Work to complete:
Only these lines of the data below are wanted: the one with "pub fn exit_command_mode(&mut", the one with "ignoring line without", and any lines between them, each repeated exactly.

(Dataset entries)
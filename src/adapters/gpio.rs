//! Pin bank — remote I/O channels and the mode strap behind [`IoPort`].
//!
//! Digital channels use the `embedded-hal` 1.0 pin traits, so the same
//! bank drives ESP-IDF `PinDriver`s on target and plain mock pins in
//! tests.  Analog channels go through [`AnalogSampler`].

use embedded_hal::digital::{InputPin, StatefulOutputPin};
use log::warn;

use crate::app::ports::IoPort;
use crate::config::DIGITAL_CHANNELS;
use crate::pins;

#[cfg(target_os = "espidf")]
use esp_idf_hal::gpio::{AnyIOPin, Input, Output, PinDriver};
#[cfg(target_os = "espidf")]
use esp_idf_svc::sys::*;

/// Source of raw ADC samples.
pub trait AnalogSampler {
    /// 10-bit sample from remote analog `channel`, 0 for unmapped channels.
    fn sample(&mut self, channel: u8) -> u16;
}

/// Digital inputs, latched outputs, the mode strap, and the ADC.
pub struct PinBank<I, O, M, A> {
    inputs: [I; DIGITAL_CHANNELS],
    outputs: [O; DIGITAL_CHANNELS],
    mode: M,
    adc: A,
}

impl<I, O, M, A> PinBank<I, O, M, A>
where
    I: InputPin,
    O: StatefulOutputPin,
    M: InputPin,
    A: AnalogSampler,
{
    pub fn new(inputs: [I; DIGITAL_CHANNELS], outputs: [O; DIGITAL_CHANNELS], mode: M, adc: A) -> Self {
        Self {
            inputs,
            outputs,
            mode,
            adc,
        }
    }
}

impl<I, O, M, A> IoPort for PinBank<I, O, M, A>
where
    I: InputPin,
    O: StatefulOutputPin,
    M: InputPin,
    A: AnalogSampler,
{
    fn io_peripheral_selected(&mut self) -> bool {
        self.mode.is_high().unwrap_or_else(|_| {
            warn!("PinBank: mode strap read failed, assuming transparent");
            false
        })
    }

    fn read_analog(&mut self, channel: u8) -> u16 {
        self.adc.sample(channel)
    }

    fn read_input(&mut self, channel: u8) -> bool {
        let Some(pin) = self.inputs.get_mut(channel as usize) else {
            return false;
        };
        pin.is_high().unwrap_or_else(|_| {
            warn!("PinBank: input {} read failed", channel);
            false
        })
    }

    fn output_state(&mut self, channel: u8) -> bool {
        let Some(pin) = self.outputs.get_mut(channel as usize) else {
            return false;
        };
        pin.is_set_high().unwrap_or(false)
    }

    fn write_output(&mut self, channel: u8, high: bool) {
        let Some(pin) = self.outputs.get_mut(channel as usize) else {
            return;
        };
        let result = if high { pin.set_high() } else { pin.set_low() };
        if result.is_err() {
            warn!("PinBank: output {} write failed", channel);
        }
    }
}

// ── Board wiring ──────────────────────────────────────────────

/// The pin bank as wired on the carrier board.
#[cfg(target_os = "espidf")]
pub type BoardPinBank = PinBank<
    PinDriver<'static, AnyIOPin, Input>,
    PinDriver<'static, AnyIOPin, Output>,
    PinDriver<'static, AnyIOPin, Input>,
    Adc1Sampler,
>;

#[cfg(target_os = "espidf")]
impl BoardPinBank {
    /// Claim every remote I/O pin listed in [`pins`] and the ADC unit.
    pub fn from_board() -> crate::error::Result<Self> {
        let mut inputs = heapless::Vec::<_, DIGITAL_CHANNELS>::new();
        for gpio in pins::DIGITAL_INPUT_GPIOS {
            // SAFETY: each GPIO number in the pin map is claimed exactly once.
            let pin = unsafe { AnyIOPin::new(gpio) };
            let driver = PinDriver::input(pin)
                .map_err(|_| crate::error::Error::Gpio("digital input init failed"))?;
            let _ = inputs.push(driver);
        }

        let mut outputs = heapless::Vec::<_, DIGITAL_CHANNELS>::new();
        for gpio in pins::DIGITAL_OUTPUT_GPIOS {
            // SAFETY: as above.
            let pin = unsafe { AnyIOPin::new(gpio) };
            let mut driver = PinDriver::output(pin)
                .map_err(|_| crate::error::Error::Gpio("digital output init failed"))?;
            if driver.set_low().is_err() {
                warn!("PinBank: output GPIO{} could not be cleared", gpio);
            }
            let _ = outputs.push(driver);
        }

        // SAFETY: as above.
        let strap = unsafe { AnyIOPin::new(pins::MODE_SELECT_GPIO) };
        let mode = PinDriver::input(strap)
            .map_err(|_| crate::error::Error::Gpio("mode strap init failed"))?;

        let inputs = inputs
            .into_array()
            .map_err(|_| crate::error::Error::Gpio("input pin count"))?;
        let outputs = outputs
            .into_array()
            .map_err(|_| crate::error::Error::Gpio("output pin count"))?;

        log::info!("PinBank: {} inputs, {} outputs", DIGITAL_CHANNELS, DIGITAL_CHANNELS);
        Ok(Self::new(inputs, outputs, mode, Adc1Sampler::new()?))
    }
}

// ── ADC1 oneshot ──────────────────────────────────────────────

/// ADC1 oneshot sampler over the analog remote channels.
pub struct Adc1Sampler {
    #[cfg(target_os = "espidf")]
    handle: adc_oneshot_unit_handle_t,
    #[cfg(not(target_os = "espidf"))]
    levels: [u16; crate::config::ANALOG_CHANNELS],
}

impl Adc1Sampler {
    #[cfg(target_os = "espidf")]
    pub fn new() -> crate::error::Result<Self> {
        let init_cfg = adc_oneshot_unit_init_cfg_t {
            unit_id: adc_unit_t_ADC_UNIT_1,
            ulp_mode: adc_ulp_mode_t_ADC_ULP_MODE_DISABLE,
            ..Default::default()
        };
        let mut handle: adc_oneshot_unit_handle_t = core::ptr::null_mut();
        // SAFETY: called once from main() before the bridge loop.
        let ret = unsafe { adc_oneshot_new_unit(&init_cfg, &mut handle) };
        if ret != ESP_OK as i32 {
            return Err(crate::error::Error::Gpio("ADC1 unit init failed"));
        }

        let chan_cfg = adc_oneshot_chan_cfg_t {
            atten: adc_atten_t_ADC_ATTEN_DB_12,
            bitwidth: adc_bitwidth_t_ADC_BITWIDTH_12,
        };
        for &ch in &pins::ANALOG_ADC1_CHANNELS {
            // SAFETY: handle was just created above.
            let ret = unsafe { adc_oneshot_config_channel(handle, ch, &chan_cfg) };
            if ret != ESP_OK as i32 {
                return Err(crate::error::Error::Gpio("ADC1 channel config failed"));
            }
        }
        log::info!("Adc1Sampler: {} channels", pins::ANALOG_ADC1_CHANNELS.len());
        Ok(Self { handle })
    }

    #[cfg(not(target_os = "espidf"))]
    pub fn new() -> crate::error::Result<Self> {
        log::info!("Adc1Sampler: simulation backend");
        Ok(Self {
            levels: [0; crate::config::ANALOG_CHANNELS],
        })
    }

    /// Set the simulated 10-bit level of a remote analog channel.
    #[cfg(not(target_os = "espidf"))]
    pub fn set_level(&mut self, channel: u8, level: u16) {
        let index = channel.wrapping_sub(pins::ANALOG_FIRST_CHANNEL) as usize;
        if let Some(slot) = self.levels.get_mut(index) {
            *slot = level & 0x3FF;
        }
    }
}

impl AnalogSampler for Adc1Sampler {
    #[cfg(target_os = "espidf")]
    fn sample(&mut self, channel: u8) -> u16 {
        let Some(ch) = pins::adc1_channel_for(channel) else {
            return 0;
        };
        let mut raw: i32 = 0;
        // SAFETY: handle valid for the sampler's lifetime; main-loop only.
        let ret = unsafe { adc_oneshot_read(self.handle, ch, &mut raw) };
        if ret != ESP_OK as i32 {
            warn!("Adc1Sampler: read ch{} failed ({})", ch, ret);
            return 0;
        }
        // 12-bit conversion scaled to the 10-bit wire format.
        (raw.max(0) as u16) >> 2
    }

    #[cfg(not(target_os = "espidf"))]
    fn sample(&mut self, channel: u8) -> u16 {
        match pins::adc1_channel_for(channel) {
            Some(ch) => self.levels[ch as usize],
            None => 0,
        }
    }
}
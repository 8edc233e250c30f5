//! Fuzz target: `config_store::decode`
//!
//! Any 256-byte image must decode without panicking, and whatever it
//! decodes to must survive an encode/decode cycle unchanged.
//!
//! cargo fuzz run fuzz_config_record

#![no_main]

use libfuzzer_sys::fuzz_target;
use rfbrick::app::config_store::{RECORD_LEN, decode, encode};

fuzz_target!(|data: &[u8]| {
    let Some(bytes) = data.get(..RECORD_LEN) else {
        return;
    };
    let mut record = [0u8; RECORD_LEN];
    record.copy_from_slice(bytes);

    let cfg = decode(&record);
    assert_eq!(decode(&encode(&cfg)), cfg);
});
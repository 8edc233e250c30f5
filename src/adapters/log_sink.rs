//! Log-based event sink adapter.
//!
//! Implements [`EventSink`] by writing structured bridge events to the
//! ESP-IDF logger (which goes to the debug console, not the host link).

use log::{info, warn};

use crate::app::commands::CommandOutcome;
use crate::app::events::BridgeEvent;
use crate::app::ports::EventSink;

/// Adapter that logs every [`BridgeEvent`].
pub struct LogEventSink;

impl LogEventSink {
    pub fn new() -> Self {
        Self
    }
}

impl Default for LogEventSink {
    fn default() -> Self {
        Self::new()
    }
}

impl EventSink for LogEventSink {
    fn emit(&mut self, event: &BridgeEvent) {
        match event {
            BridgeEvent::Started { mode, quiet } => {
                info!("START | mode={:?} quiet={}", mode, quiet);
            }
            BridgeEvent::ModeChanged { from, to } => {
                info!("MODE  | {:?} -> {:?}", from, to);
            }
            BridgeEvent::CommandExecuted { command, outcome } => match outcome {
                CommandOutcome::Rejected => warn!("AT    | {} rejected argument", command.mnemonic()),
                CommandOutcome::SaveFailed(e) => warn!("AT    | {} save failed: {}", command.mnemonic(), e),
                other => info!("AT    | {} {:?}", command.mnemonic(), other),
            },
            BridgeEvent::PacketFlushed {
                destination,
                len,
                reason,
            } => {
                info!("TX    | {} bytes -> {:08X} ({:?})", len, destination, reason);
            }
            BridgeEvent::FlushAbandoned { len } => {
                warn!("TX    | abandoned {} bytes, MAC never ready", len);
            }
            BridgeEvent::PacketForwarded { sender, len } => {
                info!("RX    | {} bytes from {:08X} -> serial", len, sender);
            }
            BridgeEvent::RemoteIoAnswered {
                sender,
                sub_command,
                acked,
            } => {
                info!(
                    "IO    | req={:?} from {:08X} -> {}",
                    sub_command,
                    sender,
                    if *acked { "ACK" } else { "NACK" }
                );
            }
        }
    }
}
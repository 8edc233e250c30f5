//! AT escape-sequence detector and command-line collector.
//!
//! Sits between the raw UART and the data queue.  In data mode every
//! byte passes through except a `+++` run, which is held back; if the
//! line then stays quiet for [`GUARD_TIME_MS`] the detector enters
//! command mode, otherwise the held pluses are released as data.
//!
//! ```text
//!  Disabled ─'+'─▶ Plus1 ─'+'─▶ Plus2 ─'+'─▶ Plus3 ─guard─▶ Enabled
//!     ▲              │            │            │              │
//!     └──── other byte: release held '+' ──────┘      ATCN ───┘
//! ```
//!
//! In command mode, lines of the form `AT<mn><args>\r` are collected.
//! Backspace (0x08 / 0x7F) edits the line.  A bare `AT` or an unknown
//! mnemonic polls as [`NULL_OPCODE`].

use heapless::{Deque, Vec};
use log::{debug, info, warn};

use crate::app::commands::NULL_OPCODE;
use crate::app::ports::{ArgumentSource, AtState};

/// Silence required after `+++` before command mode is entered.
pub const GUARD_TIME_MS: u32 = 1000;

/// Longest accepted command line (`ATEK` + 32 key digits fits).
pub const LINE_CAPACITY: usize = 48;

/// Argument bytes retained for the command being executed.
pub const ARG_CAPACITY: usize = LINE_CAPACITY;

/// Completed lines waiting to be polled.
const LINE_QUEUE: usize = 4;

const BACKSPACE: u8 = 0x08;
const DELETE: u8 = 0x7F;
const CR: u8 = b'\r';
const LF: u8 = b'\n';

pub struct AtEscapeDetector {
    state: AtState,
    plus3_at_ms: u32,
    line: Vec<u8, LINE_CAPACITY>,
    completed: Deque<Vec<u8, LINE_CAPACITY>, LINE_QUEUE>,
    args: Deque<u8, ARG_CAPACITY>,
    commands: &'static [&'static str],
}

impl AtEscapeDetector {
    pub fn new() -> Self {
        Self {
            state: AtState::Disabled,
            plus3_at_ms: 0,
            line: Vec::new(),
            completed: Deque::new(),
            args: Deque::new(),
            commands: &[],
        }
    }

    pub fn state(&self) -> AtState {
        self.state
    }

    pub fn register(&mut self, commands: &'static [&'static str]) {
        self.commands = commands;
        info!("AtEscape: {} commands registered", commands.len());
    }

    /// Process one received byte.  Data-mode bytes (including released
    /// pluses) are appended to `data`; overflow drops the byte.
    pub fn feed<const N: usize>(&mut self, byte: u8, now_ms: u32, data: &mut Deque<u8, N>) {
        match self.state {
            AtState::Enabled => self.collect(byte),
            AtState::Disabled => {
                if byte == b'+' {
                    self.state = AtState::Plus1;
                } else {
                    push_data(data, byte);
                }
            }
            AtState::Plus1 | AtState::Plus2 => {
                if byte == b'+' {
                    self.state = if self.state == AtState::Plus1 {
                        AtState::Plus2
                    } else {
                        self.plus3_at_ms = now_ms;
                        AtState::Plus3
                    };
                } else {
                    self.release(data);
                    self.feed(byte, now_ms, data);
                }
            }
            AtState::Plus3 => {
                // Traffic inside the guard window breaks the escape.
                self.release(data);
                self.feed(byte, now_ms, data);
            }
        }
    }

    /// Check the guard timer; call once per loop after feeding.
    pub fn tick(&mut self, now_ms: u32) {
        if self.state == AtState::Plus3 && now_ms.wrapping_sub(self.plus3_at_ms) > GUARD_TIME_MS {
            self.state = AtState::Enabled;
            self.line.clear();
            self.completed.clear();
            self.args.clear();
            info!("AtEscape: command mode");
        }
    }

    pub fn exit_command_mode(&mut self) {
        self.state = AtState::Disabled;
        self.line.clear();
        self.completed.clear();
        info!("AtEscape: data mode");
    }

    /// Pop the next completed line, load its arguments, and return its opcode.
    pub fn poll_command(&mut self) -> Option<u8> {
        let line = self.completed.pop_front()?;
        self.args.clear();

        let body = match line.get(..2) {
            Some(prefix) if prefix.eq_ignore_ascii_case(b"AT") => &line[2..],
            _ => {
                debug!("AtEscape: ignoring line without AT prefix");
                return None;
            }
        };

        let Some(mnemonic) = body.get(..2) else {
            return Some(NULL_OPCODE);
        };
        let Some(opcode) = self
            .commands
            .iter()
            .position(|m| m.as_bytes().eq_ignore_ascii_case(mnemonic))
        else {
            debug!("AtEscape: unknown mnemonic");
            return Some(NULL_OPCODE);
        };

        for &b in &body[2..] {
            if self.args.push_back(b).is_err() {
                warn!("AtEscape: argument overflow, truncating");
                break;
            }
        }
        Some(opcode as u8)
    }

    // ── Internal helpers ──────────────────────────────────────

    fn release<const N: usize>(&mut self, data: &mut Deque<u8, N>) {
        let held = match self.state {
            AtState::Plus1 => 1,
            AtState::Plus2 => 2,
            AtState::Plus3 => 3,
            AtState::Disabled | AtState::Enabled => 0,
        };
        for _ in 0..held {
            push_data(data, b'+');
        }
        self.state = AtState::Disabled;
    }

    fn collect(&mut self, byte: u8) {
        match byte {
            BACKSPACE | DELETE => {
                self.line.pop();
            }
            CR => {
                if !self.line.is_empty() {
                    let line = core::mem::take(&mut self.line);
                    if self.completed.push_back(line).is_err() {
                        warn!("AtEscape: command queue full, line dropped");
                    }
                }
            }
            LF => {}
            _ => {
                if self.line.push(byte).is_err() {
                    warn!("AtEscape: line too long, byte dropped");
                }
            }
        }
    }
}

impl Default for AtEscapeDetector {
    fn default() -> Self {
        Self::new()
    }
}

impl ArgumentSource for AtEscapeDetector {
    fn has_pending(&self) -> bool {
        !self.args.is_empty()
    }

    fn next_byte(&mut self) -> Option<u8> {
        self.args.pop_front()
    }
}

fn push_data<const N: usize>(data: &mut Deque<u8, N>, byte: u8) {
    if data.push_back(byte).is_err() {
        warn!("AtEscape: data queue full, byte dropped");
    }
}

Solution to this problem:
    pub fn exit_command_mode(&mut self) {
        self.state = AtState::Disabled;
        self.line.clear();
        self.completed.clear();
        info!("AtEscape: data mode");
    }

    /// Pop the next completed line, load its arguments, and return its opcode.
    pub fn poll_command(&mut self) -> Option<u8> {
        let line = self.completed.pop_front()?;
        self.args.clear();

        let body = match line.get(..2) {
            Some(prefix) if prefix.eq_ignore_ascii_case(b"AT") => &line[2..],
            _ => {
                debug!("AtEscape: ignoring line without AT prefix");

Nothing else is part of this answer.